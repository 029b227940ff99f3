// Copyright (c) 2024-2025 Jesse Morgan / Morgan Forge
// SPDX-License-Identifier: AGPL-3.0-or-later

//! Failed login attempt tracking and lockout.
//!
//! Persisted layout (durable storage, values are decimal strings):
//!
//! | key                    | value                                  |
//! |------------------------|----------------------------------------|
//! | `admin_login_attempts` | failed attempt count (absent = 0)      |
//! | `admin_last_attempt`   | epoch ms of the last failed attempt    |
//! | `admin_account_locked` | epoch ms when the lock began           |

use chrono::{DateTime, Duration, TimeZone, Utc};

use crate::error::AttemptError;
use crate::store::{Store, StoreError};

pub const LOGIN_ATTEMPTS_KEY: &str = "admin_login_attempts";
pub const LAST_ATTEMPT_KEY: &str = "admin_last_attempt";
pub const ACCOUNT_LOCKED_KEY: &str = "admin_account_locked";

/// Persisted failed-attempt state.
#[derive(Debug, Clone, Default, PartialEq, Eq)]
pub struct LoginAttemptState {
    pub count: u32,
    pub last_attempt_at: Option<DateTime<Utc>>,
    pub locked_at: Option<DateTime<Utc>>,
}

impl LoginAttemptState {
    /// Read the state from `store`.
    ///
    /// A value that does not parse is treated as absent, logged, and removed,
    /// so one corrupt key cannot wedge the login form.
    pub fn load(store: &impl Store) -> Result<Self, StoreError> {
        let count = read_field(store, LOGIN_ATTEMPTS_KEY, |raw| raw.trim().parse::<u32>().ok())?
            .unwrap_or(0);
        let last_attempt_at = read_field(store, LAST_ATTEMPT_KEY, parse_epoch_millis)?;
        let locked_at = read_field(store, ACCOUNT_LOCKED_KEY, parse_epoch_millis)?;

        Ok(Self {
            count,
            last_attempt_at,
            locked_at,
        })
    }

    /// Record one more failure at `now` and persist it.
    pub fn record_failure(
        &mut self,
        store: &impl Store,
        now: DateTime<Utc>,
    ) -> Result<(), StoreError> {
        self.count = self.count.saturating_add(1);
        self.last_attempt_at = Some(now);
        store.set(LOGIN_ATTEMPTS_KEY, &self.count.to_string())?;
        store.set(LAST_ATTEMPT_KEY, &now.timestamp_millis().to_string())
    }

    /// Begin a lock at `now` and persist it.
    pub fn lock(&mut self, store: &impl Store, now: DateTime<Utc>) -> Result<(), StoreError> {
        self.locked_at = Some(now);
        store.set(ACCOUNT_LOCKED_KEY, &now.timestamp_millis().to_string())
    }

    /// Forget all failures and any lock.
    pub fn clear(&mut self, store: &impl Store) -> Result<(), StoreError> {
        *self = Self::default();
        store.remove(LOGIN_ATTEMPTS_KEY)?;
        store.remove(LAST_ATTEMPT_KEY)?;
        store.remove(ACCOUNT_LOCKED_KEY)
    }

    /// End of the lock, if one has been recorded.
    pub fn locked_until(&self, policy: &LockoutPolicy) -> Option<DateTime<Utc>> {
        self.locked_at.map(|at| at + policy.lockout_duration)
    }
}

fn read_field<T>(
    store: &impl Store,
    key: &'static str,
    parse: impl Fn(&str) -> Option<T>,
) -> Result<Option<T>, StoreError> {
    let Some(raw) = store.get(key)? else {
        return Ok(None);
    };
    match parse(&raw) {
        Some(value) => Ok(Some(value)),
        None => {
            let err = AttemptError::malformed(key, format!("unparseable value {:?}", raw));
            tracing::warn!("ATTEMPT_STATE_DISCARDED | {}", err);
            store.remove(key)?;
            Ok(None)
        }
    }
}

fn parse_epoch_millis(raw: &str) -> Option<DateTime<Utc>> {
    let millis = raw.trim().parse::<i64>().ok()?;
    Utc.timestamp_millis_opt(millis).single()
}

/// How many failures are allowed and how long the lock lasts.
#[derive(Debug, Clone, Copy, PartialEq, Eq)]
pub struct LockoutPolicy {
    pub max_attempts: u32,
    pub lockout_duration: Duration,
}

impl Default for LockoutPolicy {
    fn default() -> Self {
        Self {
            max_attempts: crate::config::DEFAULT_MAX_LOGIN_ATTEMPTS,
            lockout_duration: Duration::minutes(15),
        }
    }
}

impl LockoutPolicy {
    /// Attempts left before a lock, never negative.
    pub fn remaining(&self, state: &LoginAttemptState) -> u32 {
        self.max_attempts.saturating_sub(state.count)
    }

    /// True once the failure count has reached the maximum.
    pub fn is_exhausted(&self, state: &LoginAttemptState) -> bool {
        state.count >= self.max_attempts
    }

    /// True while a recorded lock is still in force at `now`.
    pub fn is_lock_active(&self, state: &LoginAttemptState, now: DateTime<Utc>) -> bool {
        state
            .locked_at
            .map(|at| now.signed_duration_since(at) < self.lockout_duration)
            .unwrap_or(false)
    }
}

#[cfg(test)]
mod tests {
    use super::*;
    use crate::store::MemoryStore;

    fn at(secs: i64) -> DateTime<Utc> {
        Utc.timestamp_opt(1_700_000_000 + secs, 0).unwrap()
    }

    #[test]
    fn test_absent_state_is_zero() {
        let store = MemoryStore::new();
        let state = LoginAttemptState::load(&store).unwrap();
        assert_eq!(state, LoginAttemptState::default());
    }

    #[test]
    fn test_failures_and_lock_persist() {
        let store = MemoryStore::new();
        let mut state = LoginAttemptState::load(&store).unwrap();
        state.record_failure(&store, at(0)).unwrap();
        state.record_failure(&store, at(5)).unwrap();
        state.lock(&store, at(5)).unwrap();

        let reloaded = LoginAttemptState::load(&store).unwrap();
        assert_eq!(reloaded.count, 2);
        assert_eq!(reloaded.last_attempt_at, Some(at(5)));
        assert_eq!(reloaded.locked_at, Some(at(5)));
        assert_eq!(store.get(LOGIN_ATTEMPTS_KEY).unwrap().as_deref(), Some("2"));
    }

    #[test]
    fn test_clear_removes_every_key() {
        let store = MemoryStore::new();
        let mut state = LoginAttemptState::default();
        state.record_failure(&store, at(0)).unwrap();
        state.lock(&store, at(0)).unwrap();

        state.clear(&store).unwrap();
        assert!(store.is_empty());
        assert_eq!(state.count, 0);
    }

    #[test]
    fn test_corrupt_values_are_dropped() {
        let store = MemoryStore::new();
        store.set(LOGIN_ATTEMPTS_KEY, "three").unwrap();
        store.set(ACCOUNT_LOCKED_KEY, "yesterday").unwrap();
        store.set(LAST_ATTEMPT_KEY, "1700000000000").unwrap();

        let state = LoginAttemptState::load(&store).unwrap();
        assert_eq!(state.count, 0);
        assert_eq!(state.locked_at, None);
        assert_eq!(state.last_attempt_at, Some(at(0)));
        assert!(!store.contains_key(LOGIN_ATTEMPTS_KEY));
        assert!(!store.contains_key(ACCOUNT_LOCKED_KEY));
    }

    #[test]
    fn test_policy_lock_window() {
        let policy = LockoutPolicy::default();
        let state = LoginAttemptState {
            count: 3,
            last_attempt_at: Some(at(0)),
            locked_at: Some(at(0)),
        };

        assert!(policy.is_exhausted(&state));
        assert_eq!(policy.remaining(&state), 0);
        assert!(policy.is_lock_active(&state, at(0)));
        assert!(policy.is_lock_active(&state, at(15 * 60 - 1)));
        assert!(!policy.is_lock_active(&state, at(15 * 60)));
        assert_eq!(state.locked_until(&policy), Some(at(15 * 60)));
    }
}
....................
ACTIVITY:
Transcribe every record verbatim.

OUTPUT FOR THIS TASK:
repository 029b227940ff99f3
// Copyright (c) 2024-2025 Jesse Morgan / Morgan Forge
// SPDX-License-Identifier: AGPL-3.0-or-later

//! Failed login attempt tracking and lockout.
//!
//! Persisted layout (durable storage, values are decimal strings):
//!
//! | key                    | value                                  |
//! |------------------------|----------------------------------------|
//! | `admin_login_attempts` | failed attempt count (absent = 0)      |
//! | `admin_last_attempt`   | epoch ms of the last failed attempt    |
//! | `admin_account_locked` | epoch ms when the lock began           |

use chrono::{DateTime, Duration, TimeZone, Utc};

use crate::error::AttemptError;
use crate::store::{Store, StoreError};

pub const LOGIN_ATTEMPTS_KEY: &str = "admin_login_attempts";
pub const LAST_ATTEMPT_KEY: &str = "admin_last_attempt";
pub const ACCOUNT_LOCKED_KEY: &str = "admin_account_locked";

/// Persisted failed-attempt state.
#[derive(Debug, Clone, Default, PartialEq, Eq)]
pub struct LoginAttemptState {
    pub count: u32,
    pub last_attempt_at: Option<DateTime<Utc>>,
    pub locked_at: Option<DateTime<Utc>>,
}

impl LoginAttemptState {
    /// Read the state from `store`.
    ///
    /// A value that does not parse is treated as absent, logged, and removed,
    /// so one corrupt key cannot wedge the login form.
    pub fn load(store: &impl Store) -> Result<Self, StoreError> {
        let count = read_field(store, LOGIN_ATTEMPTS_KEY, |raw| raw.trim().parse::<u32>().ok())?
            .unwrap_or(0);
        let last_attempt_at = read_field(store, LAST_ATTEMPT_KEY, parse_epoch_millis)?;
        let locked_at = read_field(store, ACCOUNT_LOCKED_KEY, parse_epoch_millis)?;

        Ok(Self {
            count,
            last_attempt_at,
            locked_at,
        })
    }

    /// Record one more failure at `now` and persist it.
    pub fn record_failure(
        &mut self,
        store: &impl Store,
        now: DateTime<Utc>,
    ) -> Result<(), StoreError> {
        self.count = self.count.saturating_add(1);
        self.last_attempt_at = Some(now);
        store.set(LOGIN_ATTEMPTS_KEY, &self.count.to_string())?;
        store.set(LAST_ATTEMPT_KEY, &now.timestamp_millis().to_string())
    }

    /// Begin a lock at `now` and persist it.
    pub fn lock(&mut self, store: &impl Store, now: DateTime<Utc>) -> Result<(), StoreError> {
        self.locked_at = Some(now);
        store.set(ACCOUNT_LOCKED_KEY, &now.timestamp_millis().to_string())
    }

    /// Forget all failures and any lock.
    pub fn clear(&mut self, store: &impl Store) -> Result<(), StoreError> {
        *self = Self::default();
        store.remove(LOGIN_ATTEMPTS_KEY)?;
        store.remove(LAST_ATTEMPT_KEY)?;
        store.remove(ACCOUNT_LOCKED_KEY)
    }

    /// End of the lock, if one has been recorded.
    pub fn locked_until(&self, policy: &LockoutPolicy) -> Option<DateTime<Utc>> {
        self.locked_at.map(|at| at + policy.lockout_duration)
    }
}

fn read_field<T>(
    store: &impl Store,
    key: &'static str,
    parse: impl Fn(&str) -> Option<T>,
) -> Result<Option<T>, StoreError> {
    let Some(raw) = store.get(key)? else {
        return Ok(None);
    };
    match parse(&raw) {
        Some(value) => Ok(Some(value)),
        None => {
            let err = AttemptError::malformed(key, format!("unparseable value {:?}", raw));
            tracing::warn!("ATTEMPT_STATE_DISCARDED | {}", err);
            store.remove(key)?;
            Ok(None)
        }
    }
}

fn parse_epoch_millis(raw: &str) -> Option<DateTime<Utc>> {
    let millis = raw.trim().parse::<i64>().ok()?;
    Utc.timestamp_millis_opt(millis).single()
}

/// How many failures are allowed and how long the lock lasts.
#[derive(Debug, Clone, Copy, PartialEq, Eq)]
pub struct LockoutPolicy {
    pub max_attempts: u32,
    pub lockout_duration: Duration,
}

impl Default for LockoutPolicy {
    fn default() -> Self {
        Self {
            max_attempts: crate::config::DEFAULT_MAX_LOGIN_ATTEMPTS,
            lockout_duration: Duration::minutes(15),
        }
    }
}

impl LockoutPolicy {
    /// Attempts left before a lock, never negative.
    pub fn remaining(&self, state: &LoginAttemptState) -> u32 {
        self.max_attempts.saturating_sub(state.count)
    }

    /// True once the failure count has reached the maximum.
    pub fn is_exhausted(&self, state: &LoginAttemptState) -> bool {
        state.count >= self.max_attempts
    }

    /// True while a recorded lock is still in force at `now`.
    pub fn is_lock_active(&self, state: &LoginAttemptState, now: DateTime<Utc>) -> bool {
        state
            .locked_at
            .map(|at| now.signed_duration_since(at) < self.lockout_duration)
            .unwrap_or(false)
    }
}

#[cfg(test)]
mod tests {
    use super::*;
    use crate::store::MemoryStore;

    fn at(secs: i64) -> DateTime<Utc> {
        Utc.timestamp_opt(1_700_000_000 + secs, 0).unwrap()
    }

    #[test]
    fn test_absent_state_is_zero() {
        let store = MemoryStore::new();
        let state = LoginAttemptState::load(&store).unwrap();
        assert_eq!(state, LoginAttemptState::default());
    }

    #[test]
    fn test_failures_and_lock_persist() {
        let store = MemoryStore::new();
        let mut state = LoginAttemptState::load(&store).unwrap();
        state.record_failure(&store, at(0)).unwrap();
        state.record_failure(&store, at(5)).unwrap();
        state.lock(&store, at(5)).unwrap();

        let reloaded = LoginAttemptState::load(&store).unwrap();
        assert_eq!(reloaded.count, 2);
        assert_eq!(reloaded.last_attempt_at, Some(at(5)));
        assert_eq!(reloaded.locked_at, Some(at(5)));
        assert_eq!(store.get(LOGIN_ATTEMPTS_KEY).unwrap().as_deref(), Some("2"));
    }

    #[test]
    fn test_clear_removes_every_key() {
        let store = MemoryStore::new();
        let mut state = LoginAttemptState::default();
        state.record_failure(&store, at(0)).unwrap();
        state.lock(&store, at(0)).unwrap();

        state.clear(&store).unwrap();
        assert!(store.is_empty());
        assert_eq!(state.count, 0);
    }

    #[test]
    fn test_corrupt_values_are_dropped() {
        let store = MemoryStore::new();
        store.set(LOGIN_ATTEMPTS_KEY, "three").unwrap();
        store.set(ACCOUNT_LOCKED_KEY, "yesterday").unwrap();
        store.set(LAST_ATTEMPT_KEY, "1700000000000").unwrap();

        let state = LoginAttemptState::load(&store).unwrap();
        assert_eq!(state.count, 0);
        assert_eq!(state.locked_at, None);
        assert_eq!(state.last_attempt_at, Some(at(0)));
        assert!(!store.contains_key(LOGIN_ATTEMPTS_KEY));
        assert!(!store.contains_key(ACCOUNT_LOCKED_KEY));
    }

    #[test]
    fn test_policy_lock_window() {
        let policy = LockoutPolicy::default();
        let state = LoginAttemptState {
            count: 3,
            last_attempt_at: Some(at(0)),
            locked_at: Some(at(0)),
        };

        assert!(policy.is_exhausted(&state));
        assert_eq!(policy.remaining(&state), 0);
        assert!(policy.is_lock_active(&state, at(0)));
        assert!(policy.is_lock_active(&state, at(15 * 60 - 1)));
        assert!(!policy.is_lock_active(&state, at(15 * 60)));
        assert_eq!(state.locked_until(&policy), Some(at(15 * 60)));
    }
}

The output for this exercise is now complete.